→ What is needed: Wherever a line of the data contains "async", copy that line.

Segment Start: Records provided

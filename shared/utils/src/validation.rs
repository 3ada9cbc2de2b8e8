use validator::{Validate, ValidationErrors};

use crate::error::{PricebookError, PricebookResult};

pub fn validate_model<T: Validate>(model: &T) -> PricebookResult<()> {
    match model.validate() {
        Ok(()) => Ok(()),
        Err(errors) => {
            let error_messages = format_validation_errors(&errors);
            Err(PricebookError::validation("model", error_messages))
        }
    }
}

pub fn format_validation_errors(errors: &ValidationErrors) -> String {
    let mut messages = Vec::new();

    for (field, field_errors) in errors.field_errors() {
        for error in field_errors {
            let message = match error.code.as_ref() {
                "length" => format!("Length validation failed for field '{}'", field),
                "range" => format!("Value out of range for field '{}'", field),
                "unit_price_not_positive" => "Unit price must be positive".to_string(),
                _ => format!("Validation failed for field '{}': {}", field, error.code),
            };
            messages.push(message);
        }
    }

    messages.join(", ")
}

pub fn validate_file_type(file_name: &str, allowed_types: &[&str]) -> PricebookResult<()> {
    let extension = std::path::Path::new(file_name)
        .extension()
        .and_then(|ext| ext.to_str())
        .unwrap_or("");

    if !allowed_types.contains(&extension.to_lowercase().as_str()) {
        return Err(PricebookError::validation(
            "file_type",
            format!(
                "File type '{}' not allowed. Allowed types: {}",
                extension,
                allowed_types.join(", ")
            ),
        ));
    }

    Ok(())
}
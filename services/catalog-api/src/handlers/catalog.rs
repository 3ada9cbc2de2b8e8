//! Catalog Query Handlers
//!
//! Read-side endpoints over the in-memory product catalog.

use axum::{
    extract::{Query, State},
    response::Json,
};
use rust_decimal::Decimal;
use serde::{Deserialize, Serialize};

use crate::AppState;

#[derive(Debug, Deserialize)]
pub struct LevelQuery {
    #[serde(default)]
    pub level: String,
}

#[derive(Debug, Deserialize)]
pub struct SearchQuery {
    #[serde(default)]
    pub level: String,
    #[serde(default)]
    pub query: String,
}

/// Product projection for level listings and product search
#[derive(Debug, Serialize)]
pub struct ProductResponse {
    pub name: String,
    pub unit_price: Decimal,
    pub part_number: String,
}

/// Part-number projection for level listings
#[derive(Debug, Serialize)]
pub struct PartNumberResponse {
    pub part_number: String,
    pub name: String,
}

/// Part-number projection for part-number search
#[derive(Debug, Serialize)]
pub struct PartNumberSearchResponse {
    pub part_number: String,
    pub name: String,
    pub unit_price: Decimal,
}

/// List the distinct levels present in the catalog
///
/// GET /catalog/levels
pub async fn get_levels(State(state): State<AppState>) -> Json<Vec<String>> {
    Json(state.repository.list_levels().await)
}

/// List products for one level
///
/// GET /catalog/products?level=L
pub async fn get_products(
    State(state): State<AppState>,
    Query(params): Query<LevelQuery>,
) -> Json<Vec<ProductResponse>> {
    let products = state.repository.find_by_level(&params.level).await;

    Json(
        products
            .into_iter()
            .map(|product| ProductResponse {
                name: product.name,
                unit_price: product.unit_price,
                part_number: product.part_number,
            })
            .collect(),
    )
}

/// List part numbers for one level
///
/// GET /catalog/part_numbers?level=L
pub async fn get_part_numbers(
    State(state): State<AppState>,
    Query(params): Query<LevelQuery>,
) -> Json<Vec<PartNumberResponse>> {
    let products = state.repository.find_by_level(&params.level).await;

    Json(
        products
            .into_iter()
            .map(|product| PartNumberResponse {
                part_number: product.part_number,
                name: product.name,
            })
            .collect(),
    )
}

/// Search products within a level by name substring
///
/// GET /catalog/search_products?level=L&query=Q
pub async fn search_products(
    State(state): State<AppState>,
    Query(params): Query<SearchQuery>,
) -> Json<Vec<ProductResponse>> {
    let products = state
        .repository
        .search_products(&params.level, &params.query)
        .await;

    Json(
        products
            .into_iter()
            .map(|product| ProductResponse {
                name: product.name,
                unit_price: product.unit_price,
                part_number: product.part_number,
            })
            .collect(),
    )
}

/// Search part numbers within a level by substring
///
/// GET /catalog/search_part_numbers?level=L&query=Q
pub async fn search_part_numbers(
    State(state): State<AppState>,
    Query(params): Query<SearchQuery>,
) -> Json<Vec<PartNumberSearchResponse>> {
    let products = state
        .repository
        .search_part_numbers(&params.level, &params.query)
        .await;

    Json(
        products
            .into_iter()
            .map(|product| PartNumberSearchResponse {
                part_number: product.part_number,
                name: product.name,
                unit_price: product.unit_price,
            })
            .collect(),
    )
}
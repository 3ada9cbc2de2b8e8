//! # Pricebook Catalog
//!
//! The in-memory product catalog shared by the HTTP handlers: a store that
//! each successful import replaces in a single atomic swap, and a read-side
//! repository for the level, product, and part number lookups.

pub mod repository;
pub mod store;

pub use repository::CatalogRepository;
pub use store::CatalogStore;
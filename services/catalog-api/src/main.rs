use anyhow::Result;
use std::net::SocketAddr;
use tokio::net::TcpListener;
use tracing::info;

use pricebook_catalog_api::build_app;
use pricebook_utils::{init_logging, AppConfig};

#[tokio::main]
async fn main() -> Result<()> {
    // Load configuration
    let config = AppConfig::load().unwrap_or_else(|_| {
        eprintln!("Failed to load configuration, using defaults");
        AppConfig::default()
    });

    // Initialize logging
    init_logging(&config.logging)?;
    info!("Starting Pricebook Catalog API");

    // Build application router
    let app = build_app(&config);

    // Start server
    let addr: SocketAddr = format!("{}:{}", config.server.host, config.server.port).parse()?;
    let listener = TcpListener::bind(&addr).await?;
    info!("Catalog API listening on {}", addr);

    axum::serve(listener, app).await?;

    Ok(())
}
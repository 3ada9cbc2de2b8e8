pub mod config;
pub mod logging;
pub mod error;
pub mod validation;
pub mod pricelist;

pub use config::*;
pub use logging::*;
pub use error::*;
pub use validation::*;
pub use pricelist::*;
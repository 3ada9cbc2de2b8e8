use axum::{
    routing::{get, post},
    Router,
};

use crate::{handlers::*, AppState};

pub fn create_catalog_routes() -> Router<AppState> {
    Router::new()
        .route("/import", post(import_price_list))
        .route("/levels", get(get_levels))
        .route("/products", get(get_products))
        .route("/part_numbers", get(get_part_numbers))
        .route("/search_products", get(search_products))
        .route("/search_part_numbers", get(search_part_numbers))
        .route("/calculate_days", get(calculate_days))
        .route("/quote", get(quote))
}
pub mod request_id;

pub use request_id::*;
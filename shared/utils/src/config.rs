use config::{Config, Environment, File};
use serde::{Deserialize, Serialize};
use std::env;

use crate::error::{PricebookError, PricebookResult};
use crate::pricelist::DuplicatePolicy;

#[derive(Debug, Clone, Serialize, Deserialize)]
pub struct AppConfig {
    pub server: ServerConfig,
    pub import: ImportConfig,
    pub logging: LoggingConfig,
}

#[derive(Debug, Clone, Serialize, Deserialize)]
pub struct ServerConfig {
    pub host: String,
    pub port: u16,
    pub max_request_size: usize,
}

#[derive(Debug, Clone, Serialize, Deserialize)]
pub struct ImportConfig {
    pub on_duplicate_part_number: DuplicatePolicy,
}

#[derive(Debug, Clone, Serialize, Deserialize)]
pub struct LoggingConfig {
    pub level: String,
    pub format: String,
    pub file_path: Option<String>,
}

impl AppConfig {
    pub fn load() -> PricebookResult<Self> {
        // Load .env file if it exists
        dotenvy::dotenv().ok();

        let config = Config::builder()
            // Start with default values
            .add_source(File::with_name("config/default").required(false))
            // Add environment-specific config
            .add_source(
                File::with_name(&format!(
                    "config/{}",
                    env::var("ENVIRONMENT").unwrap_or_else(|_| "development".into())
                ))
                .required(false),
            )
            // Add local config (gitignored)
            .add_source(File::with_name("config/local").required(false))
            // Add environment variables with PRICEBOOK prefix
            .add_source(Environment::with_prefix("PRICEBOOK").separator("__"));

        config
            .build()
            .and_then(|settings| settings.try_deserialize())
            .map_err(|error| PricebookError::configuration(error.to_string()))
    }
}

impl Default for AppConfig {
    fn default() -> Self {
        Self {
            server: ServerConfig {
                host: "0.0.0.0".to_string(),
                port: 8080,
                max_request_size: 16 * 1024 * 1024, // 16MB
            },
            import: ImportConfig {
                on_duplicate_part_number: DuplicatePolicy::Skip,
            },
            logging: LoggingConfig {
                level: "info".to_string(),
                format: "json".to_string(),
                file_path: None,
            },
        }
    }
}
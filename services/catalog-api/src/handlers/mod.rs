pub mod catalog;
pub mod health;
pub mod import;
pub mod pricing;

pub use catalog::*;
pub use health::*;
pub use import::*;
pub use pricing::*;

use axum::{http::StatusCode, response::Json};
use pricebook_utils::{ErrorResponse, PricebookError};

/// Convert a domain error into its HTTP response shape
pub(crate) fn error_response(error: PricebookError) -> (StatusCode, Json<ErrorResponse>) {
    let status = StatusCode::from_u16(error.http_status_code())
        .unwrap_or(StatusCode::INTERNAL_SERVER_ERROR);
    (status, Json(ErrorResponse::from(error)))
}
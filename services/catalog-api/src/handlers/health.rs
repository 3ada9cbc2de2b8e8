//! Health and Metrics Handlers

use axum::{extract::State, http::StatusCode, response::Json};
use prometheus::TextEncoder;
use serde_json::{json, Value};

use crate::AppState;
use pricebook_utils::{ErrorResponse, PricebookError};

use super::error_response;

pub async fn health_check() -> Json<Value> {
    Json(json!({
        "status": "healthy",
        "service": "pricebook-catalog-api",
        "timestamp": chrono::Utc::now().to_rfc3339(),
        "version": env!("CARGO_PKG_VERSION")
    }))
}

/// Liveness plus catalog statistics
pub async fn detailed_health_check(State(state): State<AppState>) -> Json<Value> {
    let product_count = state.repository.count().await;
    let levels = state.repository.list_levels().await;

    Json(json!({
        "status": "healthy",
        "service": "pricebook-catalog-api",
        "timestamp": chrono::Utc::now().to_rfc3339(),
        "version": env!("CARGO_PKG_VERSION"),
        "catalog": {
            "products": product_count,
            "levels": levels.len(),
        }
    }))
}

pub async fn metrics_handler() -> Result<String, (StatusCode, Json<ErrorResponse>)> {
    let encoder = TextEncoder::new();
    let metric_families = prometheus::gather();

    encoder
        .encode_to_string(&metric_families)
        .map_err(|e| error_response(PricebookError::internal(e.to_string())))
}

Segment End: Records provided

→ Solution to the problem:
pub async fn get_levels(State(state): State<AppState>) -> Json<Vec<String>> {
pub async fn get_products(
pub async fn get_part_numbers(
pub async fn search_products(
pub async fn search_part_numbers(
async fn main() -> Result<()> {
pub async fn health_check() -> Json<Value> {
pub async fn detailed_health_check(State(state): State<AppState>) -> Json<Value> {
pub async fn metrics_handler() -> Result<String, (StatusCode, Json<ErrorResponse>)> {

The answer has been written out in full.